Initially, he took acetaminophen and rested, but 2 days later his oxygen saturation “had dropped from 98% to 88% with progressive respiratory failure,” he told Medscape by email. On the recommendation of the chief of the local ICU, a close friend, Bassi was hospitalized, and clinicians took a nasal swab to confirm COVID-19. Over the following days he received a treatment regimen of Plaquenil (hydroxychloroquine), lansoprazole, antiretroviral therapy, enoxaparin, and methylprednisolone (intravenous).
Then, after one dose of tocilizumab, an immunosuppressant used to treat rheumatoid arthritis, Bassi’s breathing improved almost immediately, he said in an email interview. Tocilizumab is an interleukin-6 receptor antagonist, blocking the proinflammatory IL-6 from its binding site and stopping the uncontrolled inflammatory response that may be a cause of mortality in some COVID-19 patients. A recent retrospective study of 150 patients in China suggested virally activated hyperinflammation may be a major cause of COVID-19 mortality.
As one physician commented on Bassi’s Consult post, “The second phase of [COVID-19] appears to be immunological. The virus may not even be present anymore and people die from the cytokine storm.”

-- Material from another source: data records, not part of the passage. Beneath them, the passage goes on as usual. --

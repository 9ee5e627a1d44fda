//! Offline-durable sync client for Parlor's local-first layer.
//!
//! Keeps a best-effort live mirror of local mutations on a remote service:
//! mutations are transmitted immediately while connected, queued durably
//! while offline, and replayed in order once connectivity returns.
//! Connectivity and remote-change notifications are published on a typed
//! event bus.

pub mod client;
pub mod error;
pub mod events;
pub mod persist;
pub mod queue;
pub mod remote;
pub mod transport;

pub use client::{SendOutcome, SyncClient, SyncClientConfig};
pub use error::{Result, SyncError};
pub use events::{EventBus, SubscriptionToken, SyncEvent, SyncEventKind};
pub use persist::{FileKeyValueStore, KeyValuePersistence, MemoryKeyValueStore, PersistenceError};
pub use queue::OfflineQueue;
pub use remote::RemoteService;
pub use transport::{FrameSink, FrameStream, Transport};
// Copyright © 2024 Blogsmith. All rights reserved.
// SPDX-License-Identifier: Apache-2.0 OR MIT

//! # Template Rendering Module
//!
//! Handlebars layouts and the helpers templates use to present posts.
//!
//! ## Features
//!
//! - Recursive loading of `*.hbs` files, named by relative path without the
//!   extension (`_includes/layouts/post.hbs` is `layouts/post`)
//! - Every template doubles as a partial (`{{> layouts/base}}`)
//! - Value-returning helpers usable in subexpressions:
//!   `readableDate`, `htmlDateString`, `head`, `min`, `filterTagList`,
//!   `publishedPosts`
//!
//! ```handlebars
//! {{#each (head (publishedPosts collections.posts) -3)}}
//!   <time datetime="{{htmlDateString date}}">{{readableDate date}}</time>
//! {{/each}}
//! ```

use crate::collections::{filter_tag_list, is_published};
use crate::content::ContentItem;
use crate::core::config::BuildMode;
use crate::core::error::{BlogError, Result};
use crate::dates::{html_date_string, parse_date, readable_date};
use crate::TemplateRenderer;
use chrono::{DateTime, SecondsFormat, Utc};
use handlebars::{
    Context, Handlebars, Helper, HelperDef, RenderContext, RenderError,
    RenderErrorReason, ScopedJson,
};
use log::debug;
use parking_lot::RwLock;
use serde_json::{json, Value as JsonValue};
use std::collections::HashMap;
use std::path::{Path, PathBuf};
use std::sync::Arc;
use walkdir::WalkDir;

/// Template file extension.
pub const TEMPLATE_EXTENSION: &str = "hbs";

/// A value-returning template helper.
pub trait TemplateHelper: Send + Sync {
    /// Computes the helper's value from its positional parameters.
    fn execute(
        &self,
        params: &[JsonValue],
        context: &JsonValue,
    ) -> Result<JsonValue>;

    /// Name the helper is registered under.
    fn name(&self) -> &str;
}

/// Adapts a [`TemplateHelper`] to Handlebars so its result can feed
/// subexpressions and block helpers, not only output.
struct HelperBridge<H>(H);

impl<H: TemplateHelper> HelperDef for HelperBridge<H> {
    fn call_inner<'reg: 'rc, 'rc>(
        &self,
        h: &Helper<'rc>,
        _: &'reg Handlebars<'reg>,
        ctx: &'rc Context,
        _: &mut RenderContext<'reg, 'rc>,
    ) -> std::result::Result<ScopedJson<'rc>, RenderError> {
        let params: Vec<JsonValue> =
            h.params().iter().map(|p| p.value().clone()).collect();
        let value = self.0.execute(&params, ctx.data()).map_err(|e| {
            RenderError::from(RenderErrorReason::Other(e.to_string()))
        })?;
        Ok(ScopedJson::Derived(value))
    }
}

/// Renderer for Handlebars templates with the site helpers registered.
#[derive(Clone)]
pub struct HandlebarsRenderer {
    engine: Arc<RwLock<Handlebars<'static>>>, // Handlebars engine
    template_dir: PathBuf,                    // Directory for templates
    template_cache: Arc<RwLock<HashMap<String, String>>>, // Loaded sources by name
    strict_mode: bool,
}

impl std::fmt::Debug for HandlebarsRenderer {
    fn fmt(&self, f: &mut std::fmt::Formatter<'_>) -> std::fmt::Result {
        f.debug_struct("HandlebarsRenderer")
            .field("template_dir", &self.template_dir)
            .field("templates", &self.template_cache.read().len())
            .field("strict_mode", &self.strict_mode)
            .finish()
    }
}
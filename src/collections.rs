// Copyright © 2024 Blogsmith. All rights reserved.
// SPDX-License-Identifier: Apache-2.0 OR MIT

//! # Collections
//!
//! Decides which content is visible and groups it for templates.
//!
//! - [`is_published`] / [`published`]: the publication filter. Drafts and
//!   future-dated items are hidden in [`BuildMode::Production`] and shown in
//!   [`BuildMode::Preview`].
//! - [`tag_list`]: unique tags in first-seen order, minus structural tags.
//! - [`Glob`] / [`select_by_glob`]: path-pattern selection that keeps the
//!   content index's discovery order.
//! - [`Collections`]: the named collections handed to templates.
//!
//! Nothing here sorts by date; ordering by date is a template concern.

use crate::content::{ContentIndex, ContentItem};
use crate::core::config::BuildMode;
use crate::core::error::{BlogError, Result};
use chrono::{DateTime, Utc};
use regex::Regex;
use std::collections::{BTreeMap, HashSet};

/// Tags that group content structurally and never appear in the tag list.
pub const TAG_DENYLIST: [&str; 4] = ["all", "nav", "post", "posts"];

/// Returns `true` when `item` is dated at or before `now` and is not a draft.
pub fn is_published(item: &ContentItem, now: &DateTime<Utc>) -> bool {
    item.date <= *now && !item.draft
}

/// Applies the publication filter.
///
/// In production only published items are kept, in their original relative
/// order. In preview the input is returned unchanged.
pub fn published<'a>(
    items: &[&'a ContentItem],
    mode: BuildMode,
    now: &DateTime<Utc>,
) -> Vec<&'a ContentItem> {
    match mode {
        BuildMode::Production => items
            .iter()
            .copied()
            .filter(|item| is_published(item, now))
            .collect(),
        BuildMode::Preview => items.to_vec(),
    }
}

/// Removes structural tags from one item's tags.
pub fn filter_tag_list(tags: &[String]) -> Vec<String> {
    tags.iter()
        .filter(|tag| !TAG_DENYLIST.contains(&tag.as_str()))
        .cloned()
        .collect()
}

/// Collects the unique tags of `items` in order of first appearance,
/// excluding [`TAG_DENYLIST`]. Tags compare byte for byte.
pub fn tag_list(items: &[&ContentItem]) -> Vec<String> {
    let mut seen: HashSet<&str> = HashSet::new();
    let mut ordered: Vec<String> = Vec::new();

    for item in items {
        for tag in &item.tags {
            if seen.insert(tag.as_str()) {
                ordered.push(tag.clone());
            }
        }
    }

    filter_tag_list(&ordered)
}

/// A compiled path glob.
///
/// Supports `**` (any number of directories), `*` (anything but `/`), `?`
/// (one character but `/`), and `{a,b}` alternatives. A leading `./` is
/// ignored on both the pattern and the matched path.
#[derive(Debug, Clone)]
pub struct Glob {
    pattern: String,
    regex: Regex,
}

impl Glob {
    /// Compiles `pattern`.
    pub fn new(pattern: &str) -> Result<Self> {
        let source = glob_to_regex(pattern)?;
        let regex = Regex::new(&source).map_err(|e| {
            BlogError::config_error(
                format!("Invalid glob `{}`: {}", pattern, e),
                None,
            )
        })?;
        Ok(Self {
            pattern: pattern.to_string(),
            regex,
        })
    }

    /// Tests a `/`-separated path relative to the content directory.
    pub fn is_match(&self, path: &str) -> bool {
        self.regex.is_match(path.trim_start_matches("./"))
    }

    /// The pattern as written.
    pub fn as_str(&self) -> &str {
        &self.pattern
    }
}

fn glob_to_regex(pattern: &str) -> Result<String> {
    let unclosed = || {
        BlogError::config_error(
            format!("Invalid glob `{}`: unbalanced braces", pattern),
            None,
        )
    };

    let mut out = String::from("^");
    let mut in_group = false;
    let mut chars = pattern.trim_start_matches("./").chars().peekable();

    while let Some(c) = chars.next() {
        match c {
            '*' if chars.peek() == Some(&'*') => {
                let _ = chars.next();
                if chars.peek() == Some(&'/') {
                    let _ = chars.next();
                    out.push_str("(?:.*/)?");
                } else {
                    out.push_str(".*");
                }
            }
            '*' => out.push_str("[^/]*"),
            '?' => out.push_str("[^/]"),
            '{' if in_group => return Err(unclosed()),
            '{' => {
                in_group = true;
                out.push_str("(?:");
            }
            '}' if in_group => {
                in_group = false;
                out.push(')');
            }
            '}' => return Err(unclosed()),
            ',' if in_group => out.push('|'),
            other => out.push_str(&regex::escape(other.encode_utf8(&mut [0; 4]))),
        }
    }

    if in_group {
        return Err(unclosed());
    }
    out.push('$');
    Ok(out)
}

/// Selects the items whose input path matches `glob`, in index order.
pub fn select_by_glob<'a>(
    glob: &Glob,
    items: &'a [ContentItem],
) -> Vec<&'a ContentItem> {
    items
        .iter()
        .filter(|item| glob.is_match(&item.input_path))
        .collect()
}

/// The named collections of one build.
///
/// Every collection has been through the publication filter, so in
/// production no draft or future-dated item (and none of their tags) shows
/// up anywhere here.
#[derive(Debug, Clone)]
pub struct Collections<'a> {
    all: Vec<&'a ContentItem>,
    posts: Vec<&'a ContentItem>,
    tag_list: Vec<String>,
    by_tag: BTreeMap<String, Vec<&'a ContentItem>>,
}

impl<'a> Collections<'a> {
    /// Derives every collection from the content index.
    pub fn build(
        index: &'a ContentIndex,
        posts_glob: &Glob,
        mode: BuildMode,
        now: &DateTime<Utc>,
    ) -> Self {
        let everything: Vec<&'a ContentItem> = index.items().iter().collect();
        let all = published(&everything, mode, now);
        let posts = published(
            &select_by_glob(posts_glob, index.items()),
            mode,
            now,
        );
        let public_tags = tag_list(&all);

        let mut by_tag: BTreeMap<String, Vec<&'a ContentItem>> =
            BTreeMap::new();
        for item in &all {
            let mut seen = HashSet::new();
            for tag in &item.tags {
                if seen.insert(tag.as_str()) {
                    by_tag.entry(tag.clone()).or_default().push(*item);
                }
            }
        }

        Self {
            all,
            posts,
            tag_list: public_tags,
            by_tag,
        }
    }

    /// Every visible item.
    pub fn all(&self) -> &[&'a ContentItem] {
        &self.all
    }

    /// Visible items matching the posts glob.
    pub fn posts(&self) -> &[&'a ContentItem] {
        &self.posts
    }

    /// Public tag list.
    pub fn tag_list(&self) -> &[String] {
        &self.tag_list
    }

    /// Visible items carrying `tag`, structural tags included.
    pub fn tagged(&self, tag: &str) -> &[&'a ContentItem] {
        self.by_tag.get(tag).map(Vec::as_slice).unwrap_or(&[])
    }

    /// Every tag that has a collection, in sorted order.
    pub fn tags(&self) -> impl Iterator<Item = &str> + '_ {
        self.by_tag.keys().map(String::as_str)
    }
}

#[cfg(test)]
mod tests {
    use super::*;
    use chrono::TimeZone;

    fn ymd(year: i32, month: u32, day: u32) -> DateTime<Utc> {
        Utc.with_ymd_and_hms(year, month, day, 0, 0, 0).unwrap()
    }

    fn item(path: &str, date: DateTime<Utc>) -> ContentItem {
        ContentItem::new(path, date)
    }

    #[test]
    fn test_draft_hidden_in_production() {
        let now = ymd(2024, 1, 10);
        let draft = item("posts/a.md", ymd(2024, 1, 1)).with_draft(true);
        assert!(published(&[&draft], BuildMode::Production, &now).is_empty());
        assert_eq!(published(&[&draft], BuildMode::Preview, &now), vec![&draft]);
    }

    #[test]
    fn test_future_dated_hidden_only_in_production() {
        let now = ymd(2024, 1, 10);
        let future = item("posts/b.md", ymd(2024, 2, 1));
        assert!(published(&[&future], BuildMode::Production, &now).is_empty());
        assert_eq!(
            published(&[&future], BuildMode::Preview, &now),
            vec![&future]
        );
    }

    #[test]
    fn test_published_keeps_order_and_boundary() {
        let now = ymd(2024, 1, 10);
        let a = item("posts/a.md", ymd(2024, 1, 1));
        let b = item("posts/b.md", ymd(2024, 2, 1));
        let c = item("posts/c.md", now);
        let result = published(&[&c, &a, &b], BuildMode::Production, &now);
        assert_eq!(result, vec![&c, &a]);
        assert!(is_published(&c, &now));
    }

    #[test]
    fn test_published_example() {
        let now = ymd(2024, 1, 10);
        let a = item("posts/a.md", ymd(2024, 1, 1));
        let b = item("posts/b.md", ymd(2024, 2, 1));
        assert_eq!(
            published(&[&a, &b], BuildMode::Production, &now),
            vec![&a]
        );
    }

    #[test]
    fn test_tag_list_example() {
        let date = ymd(2024, 1, 1);
        let first = item("a.md", date).with_tags(["x", "nav"]);
        let second = item("b.md", date).with_tags(["y", "x"]);
        let untagged = item("c.md", date);
        let items = [&first, &second, &untagged];
        assert_eq!(tag_list(&items), vec!["x", "y"]);
        assert_eq!(tag_list(&items), tag_list(&items));
    }

    #[test]
    fn test_tag_list_excludes_denylist_and_is_case_sensitive() {
        let date = ymd(2024, 1, 1);
        let first = item("a.md", date)
            .with_tags(["all", "posts", "Rust", "post", "nav"]);
        let second = item("b.md", date).with_tags(["rust", " rust"]);
        let tags = tag_list(&[&first, &second]);
        assert_eq!(tags, vec!["Rust", "rust", " rust"]);
        for denied in TAG_DENYLIST {
            assert!(!tags.iter().any(|t| t == denied));
        }
    }

    #[test]
    fn test_filter_tag_list() {
        let tags = vec!["post".to_string(), "rust".to_string()];
        assert_eq!(filter_tag_list(&tags), vec!["rust"]);
    }

    #[test]
    fn test_glob_matching() {
        let glob = Glob::new("posts/**/*.md").unwrap();
        assert!(glob.is_match("posts/a.md"));
        assert!(glob.is_match("posts/2024/a.md"));
        assert!(glob.is_match("./posts/a.md"));
        assert!(!glob.is_match("posts/a.html"));
        assert!(!glob.is_match("drafts/posts/a.md"));
        assert!(!glob.is_match("posts.md"));

        let glob = Glob::new("./{about,uses}/*.md").unwrap();
        assert!(glob.is_match("about/index.md"));
        assert!(glob.is_match("uses/index.md"));
        assert!(!glob.is_match("about/team/index.md"));

        let glob = Glob::new("notes/?.md").unwrap();
        assert!(glob.is_match("notes/a.md"));
        assert!(!glob.is_match("notes/ab.md"));

        let glob = Glob::new("a+b(c).md").unwrap();
        assert!(glob.is_match("a+b(c).md"));
        assert_eq!(glob.as_str(), "a+b(c).md");
    }

    #[test]
    fn test_glob_rejects_unbalanced_braces() {
        assert!(Glob::new("posts/{a,b").is_err());
        assert!(Glob::new("posts/a}").is_err());
    }

    #[test]
    fn test_select_by_glob_keeps_discovery_order() {
        let items = vec![
            item("posts/z.md", ymd(2024, 1, 1)),
            item("about.md", ymd(2024, 1, 2)),
            item("posts/a.md", ymd(2023, 1, 1)),
        ];
        let glob = Glob::new("posts/**/*.md").unwrap();
        let selected: Vec<&str> = select_by_glob(&glob, &items)
            .iter()
            .map(|i| i.input_path.as_str())
            .collect();
        assert_eq!(selected, vec!["posts/z.md", "posts/a.md"]);
    }

    #[test]
    fn test_collections_hide_unpublished_tags() {
        let now = ymd(2024, 1, 10);
        let index = ContentIndex::from_items(vec![
            item("posts/a.md", ymd(2024, 1, 1)).with_tags(["post", "rust"]),
            item("posts/b.md", ymd(2024, 1, 2))
                .with_tags(["post", "secret"])
                .with_draft(true),
            item("posts/c.md", ymd(2024, 3, 1)).with_tags(["post", "later"]),
            item("about.md", ymd(2024, 1, 1)).with_tags(["nav"]),
        ]);
        let glob = Glob::new("posts/**/*.md").unwrap();

        let production =
            Collections::build(&index, &glob, BuildMode::Production, &now);
        assert_eq!(production.posts().len(), 1);
        assert_eq!(production.all().len(), 2);
        assert_eq!(production.tag_list(), ["rust".to_string()]);
        assert_eq!(production.tagged("post").len(), 1);
        assert_eq!(production.tagged("nav").len(), 1);
        assert!(production.tagged("secret").is_empty());
        assert_eq!(
            production.tags().collect::<Vec<_>>(),
            vec!["nav", "post", "rust"]
        );

        let preview =
            Collections::build(&index, &glob, BuildMode::Preview, &now);
        assert_eq!(preview.posts().len(), 3);
        assert_eq!(preview.tag_list(), ["rust", "secret", "later"]);
    }
}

Cytokine storms, the uncontrollable pro-inflammatory reaction that can cause sepsis and organ failure, are also a key factor in cytokine release syndrome (CRS), which tocilizumab is FDA-approved to treat. Immunosuppressive therapies like tocilizumab may be an especially important treatment option, since corticosteroids can exacerbate lung injuries caused by COVID-19, according to a recent study published in The Lancet.
If caught in time, steroids may be enough to dampen the inflammatory reaction and prevent further deterioration, Chandrasekar said. “If conditions worsen further, tocilizumab as another, more potent anti-inflammatory drug may be useful.”
Bassi was given both — tocilizumab and intravenous corticosteroids. Many physicians responded to his message asking if the two were synergistic. “Of course, methylprednisolone was stopped when [they started] tocilizumab and reintroduced again the day after,” he said. But he has no way to be sure there was not a combined effect.
The drug is not yet approved by the FDA for treating COVID-19. But Bassi’s testimony on Consult came just days after the FDA green-lighted phase 3 trials of tocilizumab (Actemra, Genentech) for COVID-19 pneumonia treatment. Genentech, a subsidiary of Roche, will move forward with the double-blind, placebo-controlled trial evaluating intravenous tocilizumab combined with the standard of care in patients with COVID-19 pneumonia.
Bassi remains in the hospital on oxygen therapy, but is “getting better every day.” He’s no longer on Plaquenil or the retroviral. “This is a very dangerous illness,” he wrote to Medscape, “It certainly requires admittance in special intensive critical care units, close follow up is essential, and — as usual — so is a lot of luck.”